■ **EXERCISE AIM**:
Write out, word for word, only the data from its first line to the line containing "rejected with a".

..............................

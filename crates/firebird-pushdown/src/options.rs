//! Foreign server, user mapping, table and column options.
//!
//! Options arrive from the host as ordered `(name, value)` text pairs. Each
//! context has a fixed set of valid names; anything else is rejected with a
//! hint listing what the context accepts. The typed structs below are what
//! the rest of the crate consumes.

use crate::error::{Error, Result};
use serde::{Deserialize, Serialize};
use std::collections::HashSet;
use std::fmt;

/// Default Firebird server port
pub const DEFAULT_PORT: u16 = 3050;

/// Object an option list is attached to
#[derive(Debug, Clone, Copy, PartialEq, Eq, Hash)]
pub enum OptionContext {
    Server,
    UserMapping,
    ForeignTable,
    Column,
}

impl OptionContext {
    /// Option names accepted in this context, in declaration order
    pub fn valid_options(self) -> &'static [&'static str] {
        match self {
            OptionContext::Server => &[
                "address",
                "port",
                "database",
                "disable_pushdowns",
                "updatable",
                "quote_identifiers",
                "implicit_bool_type",
                "batch_size",
                "truncatable",
            ],
            OptionContext::UserMapping => &["username", "password"],
            OptionContext::ForeignTable => &[
                "query",
                "table_name",
                "updatable",
                "estimated_row_count",
                "quote_identifier",
                "batch_size",
                "truncatable",
            ],
            OptionContext::Column => &["column_name", "quote_identifier", "implicit_bool_type"],
        }
    }

    pub fn is_valid_option(self, name: &str) -> bool {
        self.valid_options().contains(&name)
    }
}

/// Validate an option list for a context without keeping the values.
///
/// Checks names against the context, rejects options given more than once and
/// type-checks every value.
pub fn validate_options<K, V>(context: OptionContext, options: &[(K, V)]) -> Result<()>
where
    K: AsRef<str>,
    V: AsRef<str>,
{
    match context {
        OptionContext::Server => ServerOptions::from_options(options).map(|_| ()),
        OptionContext::UserMapping => UserMappingOptions::from_options(options).map(|_| ()),
        OptionContext::ForeignTable => TableOptions::from_options(options).map(|_| ()),
        OptionContext::Column => ColumnOptions::from_options(options).map(|_| ()),
    }
}

/// Walk an option list, checking names and duplicates, handing each accepted
/// pair to `apply`.
fn for_each_option<K, V, F>(context: OptionContext, options: &[(K, V)], mut apply: F) -> Result<()>
where
    K: AsRef<str>,
    V: AsRef<str>,
    F: FnMut(&str, &str) -> Result<()>,
{
    let mut seen = HashSet::new();
    for (name, value) in options {
        let (name, value) = (name.as_ref(), value.as_ref());
        if !context.is_valid_option(name) {
            let valid = context.valid_options().join(", ");
            return Err(Error::invalid_option_with_hint(
                format!("invalid option \"{name}\""),
                format!("valid options in this context are: {valid}"),
            ));
        }
        if !seen.insert(name) {
            let message = if name == "password" {
                "conflicting or redundant options: password".to_string()
            } else {
                format!("conflicting or redundant options: {name} ({value})")
            };
            return Err(Error::invalid_option(message));
        }
        apply(name, value)?;
    }
    Ok(())
}

/// Parse a boolean the way the host does: `true`/`false`, `yes`/`no`,
/// `on`/`off`, `1`/`0`, case-insensitive, with unique prefixes accepted.
pub fn parse_bool(value: &str) -> Option<bool> {
    let v = value.to_ascii_lowercase();
    let first = *v.as_bytes().first()?;
    match first {
        b't' if "true".starts_with(&v) => Some(true),
        b'f' if "false".starts_with(&v) => Some(false),
        b'y' if "yes".starts_with(&v) => Some(true),
        b'n' if "no".starts_with(&v) => Some(false),
        // A lone "o" is ambiguous
        b'o' if v.len() >= 2 && "on".starts_with(&v) => Some(true),
        b'o' if v.len() >= 2 && "off".starts_with(&v) => Some(false),
        b'1' if v.len() == 1 => Some(true),
        b'0' if v.len() == 1 => Some(false),
        _ => None,
    }
}

fn bool_option(name: &str, value: &str) -> Result<bool> {
    parse_bool(value)
        .ok_or_else(|| Error::invalid_option(format!("{name} requires a Boolean value")))
}

fn int_option<T: std::str::FromStr>(name: &str, value: &str) -> Result<T> {
    value.trim().parse::<T>().map_err(|_| {
        Error::invalid_option(format!(
            "an error was encountered when parsing the provided \"{name}\" value"
        ))
    })
}

fn batch_size_option(value: &str) -> Result<u32> {
    let size: i64 = int_option("batch_size", value)?;
    if size < 1 || size > i64::from(u32::MAX) {
        return Err(Error::invalid_option(
            "\"batch_size\" must have a value of 1 or greater",
        ));
    }
    Ok(size as u32)
}

/// Foreign server options.
#[derive(Debug, Clone, PartialEq, Eq, Serialize, Deserialize)]
#[serde(default)]
pub struct ServerOptions {
    pub address: Option<String>,
    pub port: u16,
    pub database: Option<String>,
    /// Keep every predicate local
    pub disable_pushdowns: bool,
    pub updatable: bool,
    pub quote_identifiers: bool,
    /// Enable legacy integer-boolean emulation for this server
    pub implicit_bool_type: bool,
    pub batch_size: Option<u32>,
    pub truncatable: bool,
}

impl Default for ServerOptions {
    fn default() -> Self {
        Self {
            address: None,
            port: DEFAULT_PORT,
            database: None,
            disable_pushdowns: false,
            updatable: true,
            quote_identifiers: false,
            implicit_bool_type: false,
            batch_size: None,
            truncatable: true,
        }
    }
}

impl ServerOptions {
    pub fn from_options<K, V>(options: &[(K, V)]) -> Result<Self>
    where
        K: AsRef<str>,
        V: AsRef<str>,
    {
        let mut parsed = Self::default();
        for_each_option(OptionContext::Server, options, |name, value| {
            match name {
                "address" => parsed.address = Some(value.to_string()),
                "port" => {
                    let port: i64 = int_option("port", value)?;
                    if !(1..=65535).contains(&port) {
                        return Err(Error::invalid_option(
                            "\"port\" must have a value between 1 and 65535",
                        ));
                    }
                    parsed.port = port as u16;
                }
                "database" => parsed.database = Some(value.to_string()),
                "disable_pushdowns" => parsed.disable_pushdowns = bool_option(name, value)?,
                "updatable" => parsed.updatable = bool_option(name, value)?,
                "quote_identifiers" => parsed.quote_identifiers = bool_option(name, value)?,
                "implicit_bool_type" => parsed.implicit_bool_type = bool_option(name, value)?,
                "batch_size" => parsed.batch_size = Some(batch_size_option(value)?),
                "truncatable" => parsed.truncatable = bool_option(name, value)?,
                _ => {}
            }
            Ok(())
        })?;
        Ok(parsed)
    }
}

/// User mapping options
#[derive(Clone, Default, PartialEq, Eq, Serialize, Deserialize)]
#[serde(default)]
pub struct UserMappingOptions {
    pub username: Option<String>,
    pub password: Option<String>,
}

impl fmt::Debug for UserMappingOptions {
    fn fmt(&self, f: &mut fmt::Formatter<'_>) -> fmt::Result {
        f.debug_struct("UserMappingOptions")
            .field("username", &self.username)
            .field("password", &self.password.as_ref().map(|_| "********"))
            .finish()
    }
}

impl UserMappingOptions {
    pub fn from_options<K, V>(options: &[(K, V)]) -> Result<Self>
    where
        K: AsRef<str>,
        V: AsRef<str>,
    {
        let mut parsed = Self::default();
        for_each_option(OptionContext::UserMapping, options, |name, value| {
            match name {
                "username" => parsed.username = Some(value.to_string()),
                "password" => parsed.password = Some(value.to_string()),
                _ => {}
            }
            Ok(())
        })?;
        Ok(parsed)
    }
}

/// Foreign table options. Unset values fall back to the server level.
#[derive(Debug, Clone, Default, PartialEq, Eq, Serialize, Deserialize)]
#[serde(default)]
pub struct TableOptions {
    /// Remote query standing in for a table
    pub query: Option<String>,
    /// Remote table name, when it differs from the local one
    pub table_name: Option<String>,
    pub updatable: Option<bool>,
    pub estimated_row_count: Option<u64>,
    pub quote_identifier: Option<bool>,
    pub batch_size: Option<u32>,
    pub truncatable: Option<bool>,
}

impl TableOptions {
    pub fn from_options<K, V>(options: &[(K, V)]) -> Result<Self>
    where
        K: AsRef<str>,
        V: AsRef<str>,
    {
        let mut parsed = Self::default();
        for_each_option(OptionContext::ForeignTable, options, |name, value| {
            match name {
                "query" => {
                    if parsed.table_name.is_some() {
                        return Err(Error::invalid_option(
                            "conflicting options: 'query' cannot be used with 'table_name'",
                        ));
                    }
                    parsed.query = Some(value.to_string());
                }
                "table_name" => {
                    if parsed.query.is_some() {
                        return Err(Error::invalid_option(
                            "conflicting options: table cannot be used with query",
                        ));
                    }
                    parsed.table_name = Some(value.to_string());
                }
                "updatable" => parsed.updatable = Some(bool_option(name, value)?),
                "estimated_row_count" => {
                    parsed.estimated_row_count = Some(int_option(name, value)?)
                }
                "quote_identifier" => parsed.quote_identifier = Some(bool_option(name, value)?),
                "batch_size" => parsed.batch_size = Some(batch_size_option(value)?),
                "truncatable" => parsed.truncatable = Some(bool_option(name, value)?),
                _ => {}
            }
            Ok(())
        })?;

        if parsed.query.is_some() && parsed.updatable == Some(true) {
            return Err(Error::invalid_option(
                "foreign tables defined with the \"query\" option cannot be set as \"updatable\"",
            ));
        }
        Ok(parsed)
    }

    /// Whether the relation is defined by a remote query rather than a table
    pub fn is_query(&self) -> bool {
        self.query.is_some()
    }
}

/// Foreign table column options
#[derive(Debug, Clone, Default, PartialEq, Eq, Serialize, Deserialize)]
#[serde(default)]
pub struct ColumnOptions {
    /// Remote column name, when it differs from the local one
    pub column_name: Option<String>,
    pub quote_identifier: Option<bool>,
    /// Remote column stores a boolean as an integer
    pub implicit_bool_type: bool,
}

impl ColumnOptions {
    pub fn from_options<K, V>(options: &[(K, V)]) -> Result<Self>
    where
        K: AsRef<str>,
        V: AsRef<str>,
    {
        let mut parsed = Self::default();
        for_each_option(OptionContext::Column, options, |name, value| {
            match name {
                "column_name" => parsed.column_name = Some(value.to_string()),
                "quote_identifier" => parsed.quote_identifier = Some(bool_option(name, value)?),
                "implicit_bool_type" => parsed.implicit_bool_type = bool_option(name, value)?,
                _ => {}
            }
            Ok(())
        })?;
        Ok(parsed)
    }
}

/// Effective configuration of one foreign relation: server options refined by
/// the table's own options.
#[derive(Debug, Clone, Default, PartialEq, Eq, Serialize, Deserialize)]
#[serde(default)]
pub struct RelationOptions {
    pub server: ServerOptions,
    pub table: TableOptions,
}

impl RelationOptions {
    pub fn new(server: ServerOptions, table: TableOptions) -> Self {
        Self { server, table }
    }

    /// Default quoting for this relation's identifiers
    pub fn quote_identifiers(&self) -> bool {
        self.table
            .quote_identifier
            .unwrap_or(self.server.quote_identifiers)
    }

    /// Query-defined relations are never updatable
    pub fn is_updatable(&self) -> bool {
        !self.table.is_query() && self.table.updatable.unwrap_or(self.server.updatable)
    }

    pub fn is_truncatable(&self) -> bool {
        !self.table.is_query() && self.table.truncatable.unwrap_or(self.server.truncatable)
    }

    pub fn pushdowns_enabled(&self) -> bool {
        !self.server.disable_pushdowns
    }

    pub fn implicit_bool_type(&self) -> bool {
        self.server.implicit_bool_type
    }

    /// Rows per remote INSERT batch
    pub fn batch_size(&self) -> u32 {
        self.table
            .batch_size
            .or(self.server.batch_size)
            .unwrap_or(1)
    }

    /// Row estimate supplied by the user, if any
    pub fn estimated_row_count(&self) -> Option<u64> {
        self.table.estimated_row_count
    }
}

..............................

■ **TASK OUTPUT**:
filename crates/firebird-pushdown/src/options.rs
//! Foreign server, user mapping, table and column options.
//!
//! Options arrive from the host as ordered `(name, value)` text pairs. Each
//! context has a fixed set of valid names; anything else is rejected with a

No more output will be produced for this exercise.